A vueltas con las falacias
P. Fernando Pascual
20-7-2013
Las falacias incomodan y, en ocasiones, engañan. Lo sabían Platón y Aristóteles, que analizaron
ejemplos de cómo unas frases pueden tener apariencia de verdad y estar construidas sobre algo
falso. Lo saben tantos hombres y mujeres del pasado y del presente. Unos, porque usan falacias con
más o menos conciencia. Otros, porque las “reciben” con más o menos atención.
Por eso es importante estudiar las falacias: sus tipos, sus orígenes, sus aplicaciones. Pero quedarse
en un estudio teórico puede hacernos olvidar algunos problemas que están muy relacionados con las
falacias. Vamos a fijarnos en dos: en el modo en el que nacen, y en los resultados que producen.
Una falacia surge cuando una persona, con o sin malicia, con o sin conciencia de lo que está
haciendo, formula un argumento engañoso. Tal falacia puede proceder de otros: apareció en un
libro, fue repetida en un programa de radio o televisión, la defendió un profesor universitario
(también en la universidad hay falacias), la hizo suya un familiar o un amigo.

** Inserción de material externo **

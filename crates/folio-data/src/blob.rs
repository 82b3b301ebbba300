//! Local filesystem blob store serving uploaded media.

use std::io::ErrorKind;
use std::path::{Path, PathBuf};

use async_trait::async_trait;
use folio_core::media::{BlobStore, MediaError, StoredObject, UploadOptions, sanitize_path};
use tokio::io::AsyncWriteExt;
use tracing::info;

use crate::error::{DataError, Result};

/// Blob store writing objects under a root directory.
///
/// The filesystem keeps no per-object metadata: content type and cache
/// lifetime are applied by the HTTP layer that serves the root.
#[derive(Debug, Clone)]
pub struct LocalBlobStore {
    root: PathBuf,
    base_url: String,
}

impl LocalBlobStore {
    /// Open (creating if needed) a store rooted at `root` whose objects are
    /// published under `base_url`.
    ///
    /// # Errors
    ///
    /// Returns [`DataError::MediaRootUnavailable`] when the root cannot be created.
    pub async fn open(root: impl Into<PathBuf>, base_url: impl Into<String>) -> Result<Self> {
        let root = root.into();
        tokio::fs::create_dir_all(&root)
            .await
            .map_err(|source| DataError::MediaRootUnavailable {
                path: root.clone(),
                source,
            })?;
        Ok(Self {
            root,
            base_url: base_url.into().trim_end_matches('/').to_string(),
        })
    }

    /// Directory objects are written to.
    #[must_use]
    pub fn root(&self) -> &Path {
        &self.root
    }
}

fn io_error<'a>(operation: &'static str, path: &'a str) -> impl FnOnce(std::io::Error) -> MediaError + 'a {
    move |source| MediaError::Io {
        operation,
        path: path.to_string(),
        source,
    }
}

#[async_trait]
impl BlobStore for LocalBlobStore {
    async fn upload(
        &self,
        path: &str,
        bytes: &[u8],
        options: &UploadOptions,
    ) -> std::result::Result<(), MediaError> {
        let relative = sanitize_path(path)?;
        let target = self.root.join(&relative);
        if let Some(parent) = target.parent() {
            tokio::fs::create_dir_all(parent)
                .await
                .map_err(io_error("create_dir", &relative))?;
        }

        let mut open = tokio::fs::OpenOptions::new();
        open.write(true);
        if options.upsert {
            open.create(true).truncate(true);
        } else {
            open.create_new(true);
        }
        let mut file = open.open(&target).await.map_err(|source| {
            if source.kind() == ErrorKind::AlreadyExists {
                MediaError::AlreadyExists {
                    path: relative.clone(),
                }
            } else {
                io_error("open", &relative)(source)
            }
        })?;
        file.write_all(bytes)
            .await
            .map_err(io_error("write", &relative))?;
        file.flush().await.map_err(io_error("flush", &relative))?;

        info!(
            path = %relative,
            size = bytes.len(),
            content_type = %options.content_type,
            "media stored"
        );
        Ok(())
    }

    fn public_url(&self, path: &str) -> String {
        format!("{}/{}", self.base_url, path.trim_start_matches('/'))
    }

    async fn list(&self) -> std::result::Result<Vec<StoredObject>, MediaError> {
        let mut objects = Vec::new();
        let mut pending = vec![self.root.clone()];
        while let Some(dir) = pending.pop() {
            let label = dir.display().to_string();
            let mut entries = tokio::fs::read_dir(&dir)
                .await
                .map_err(io_error("read_dir", &label))?;
            while let Some(entry) = entries
                .next_entry()
                .await
                .map_err(io_error("read_dir", &label))?
            {
                let metadata = entry
                    .metadata()
                    .await
                    .map_err(io_error("metadata", &label))?;
                let entry_path = entry.path();
                if metadata.is_dir() {
                    pending.push(entry_path);
                    continue;
                }
                let Ok(relative) = entry_path.strip_prefix(&self.root) else {
                    continue;
                };
                let path = relative
                    .components()
                    .map(|component| component.as_os_str().to_string_lossy())
                    .collect::<Vec<_>>()
                    .join("/");
                objects.push(StoredObject {
                    url: self.public_url(&path),
                    path,
                    size: metadata.len(),
                });
            }
        }
        objects.sort_by(|left, right| left.path.cmp(&right.path));
        Ok(objects)
    }
}

#[cfg(test)]
mod tests {
    use super::*;

    async fn store() -> (tempfile::TempDir, LocalBlobStore) {
        let dir = tempfile::tempdir().expect("tempdir");
        let store = LocalBlobStore::open(dir.path().join("media"), "/media/")
            .await
            .expect("open");
        (dir, store)
    }

    #[tokio::test]
    async fn uploads_refuse_to_overwrite_without_upsert() {
        let (_dir, store) = store().await;
        let options = UploadOptions::image("image/png");
        store
            .upload("avatars/avatar-1.png", b"first", &options)
            .await
            .expect("first upload");
        let err = store
            .upload("avatars/avatar-1.png", b"second", &options)
            .await
            .expect_err("duplicate rejected");
        assert!(matches!(err, MediaError::AlreadyExists { .. }));

        let overwrite = UploadOptions {
            upsert: true,
            ..options
        };
        store
            .upload("avatars/avatar-1.png", b"third", &overwrite)
            .await
            .expect("upsert");
        let stored = tokio::fs::read(store.root().join("avatars/avatar-1.png"))
            .await
            .expect("read back");
        assert_eq!(stored, b"third");
    }

    #[tokio::test]
    async fn traversal_never_touches_the_filesystem() {
        let (dir, store) = store().await;
        let err = store
            .upload("../escape.png", b"x", &UploadOptions::image("image/png"))
            .await
            .expect_err("rejected");
        assert!(matches!(err, MediaError::InvalidPath { .. }));
        assert!(!dir.path().join("escape.png").exists());
    }

    #[tokio::test]
    async fn listing_is_sorted_with_public_urls() {
        let (_dir, store) = store().await;
        let options = UploadOptions::image("image/png");
        for path in ["b.png", "avatars/a.png"] {
            store.upload(path, b"img", &options).await.expect("upload");
        }
        let listed = store.list().await.expect("list");
        let paths: Vec<&str> = listed.iter().map(|object| object.path.as_str()).collect();
        assert_eq!(paths, vec!["avatars/a.png", "b.png"]);
        assert_eq!(listed[0].url, "/media/avatars/a.png");
        assert_eq!(listed[0].size, 3);
    }
}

Notamos, así, que existen muchos caminos por los que una falacia llega a la propia vida. Como algo
natural y ordinario, pasa de la mente a los labios (o al teclado): quien acogió una falacia luego la
puede transmitir a otros.
Otras veces la falacia es el resultado de un razonamiento personal. De nuevo, esto puede ocurrir
simplemente por prisas o por falta de atención: pensé el argumento y lo formulé, sin darme cuenta
de que se trataba de una falacia. O puede ser el resultado de una actitud maliciosa: uno quiere
engañar, y elabora y ofrece un argumento engañoso con el deseo de vencer un debate, de enredar a
un amigo despistado, de conseguir ventajas en el trabajo, de librarse de una tarea molesta para que
recaiga en otros hombros.
El origen de las falacias, por lo tanto, es complejo y variado. Escuchar una argumentación engañosa
no permite tener muy claro lo que pueda haber en la mente y en el corazón de quien la ha
formulado.
Miremos ahora el efecto que producen las falacias. En algunos producen un engaño: la falacia
“funcionó”, una persona aceptó un razonamiento incorrecto. Tal vez con algún resultado
beneficioso: miles de personas no votaron por un mal político porque los “adversarios” usaron
falacias eficaces. Pero no por ello el método usado fue correcto: que una falacia resulte
“beneficiosa” no reduce uno de sus efectos más dañinos que consiste en herir la confianza que es
necesaria para entablar buenas relaciones humanas.
Encontramos aquí uno de los problemas más radicales de las falacias: a la larga, generan
desconfianza. Porque quien descubre que ha sido arrastrado por una falacia experimenta tristeza,
rabia, incluso deseos de venganza.
Pensemos, por ejemplo, en una mujer que inicia un embarazo. Le explican que las leyes permiten el
aborto y que por lo tanto esa “solución” debe ser algo bueno. El razonamiento es erróneo: no basta
con que algo esté permitido por la ley para que sea bueno, pues en el pasado, como en el presente,
hay leyes que permiten acciones claramente injustas.
Si la mujer queda aprisionada en la falacia, y aborta “porque es algo legal”, habrá cometido un acto
contra la vida de su hijo. Cuando abra los ojos del alma a este hecho en toda su verdad, sentirá una
pena profunda por haber sido engañada con una falacia que sirvió en parte para realizar ese acto que
luego lamentará con su corazón de madre herida.
No todas las falacias llevan a consecuencias tan dañinas, pero muchas generan desconfianza ante
los razonamientos. Entonces se corre el peligro, ya señalado por Platón, de quedar paralizados ante
una experiencia negativa.
En realidad, si uno tiene una mente abierta y una actitud serena, ante el descubrimiento de una
falacia (y hay tantas) podrá sentirse estimulado a la búsqueda, a la reflexión, a la prudencia.
Encontrarse con un argumento torcido recuerda lo que no debe hacerse, y proyecta hacia horizontes
de verdad y de justicia, hacia argumentos más precisos y mejor formulados.